ASSIGNMENT >> All lines holding the string "Span" should be copied from the data below.

(Stored data)
//! Transactions page: the live list, newest first

use ratatui::{
    layout::{Constraint, Rect},
    style::Style,
    text::Span,
    widgets::{Cell, Row},
    Frame,
};

use crate::display::format::truncate;
use crate::tui::app::App;

use super::{hint, page_block, render_empty, render_table};

pub fn render(frame: &mut Frame, app: &App, area: Rect) {
    let palette = app.palette;
    let block = page_block("Transactions", palette)
        .title_bottom(hint(" i income  e expense  d delete ", palette));
    let transactions = app.transactions();
    if transactions.is_empty() {
        render_empty(frame, area, block, "No transactions yet.", palette);
        return;
    }

    let rows = transactions
        .iter()
        .map(|t| {
            let sign = if t.is_income() { "+" } else { "-" };
            let mut who = t.user_name.clone();
            if app.live.is_pending(t.id) {
                who.push_str(" …");
            }
            Row::new(vec![
                Cell::from(t.date.format("%Y-%m-%d").to_string()),
                Cell::from(Span::styled(
                    format!("{}{}", sign, app.money(t.amount)),
                    palette.amount(!t.is_income()),
                )),
                Cell::from(t.category.clone()),
                Cell::from(Span::styled(truncate(&t.description, 30), palette.muted())),
                Cell::from(Span::styled(who, Style::default().fg(palette.accent))),
            ])
        })
        .collect();

    render_table(
        frame,
        area,
        block,
        ["Date", "Amount", "Category", "Description", "Member"],
        [
            Constraint::Length(10),
            Constraint::Length(16),
            Constraint::Length(16),
            Constraint::Min(12),
            Constraint::Length(16),
        ],
        rows,
        app.selected,
        palette,
    );
}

EXERCISE RESULT >>
    text::Span,
                Cell::from(Span::styled(
                Cell::from(Span::styled(truncate(&t.description, 30), palette.muted())),
                Cell::from(Span::styled(who, Style::default().fg(palette.accent))),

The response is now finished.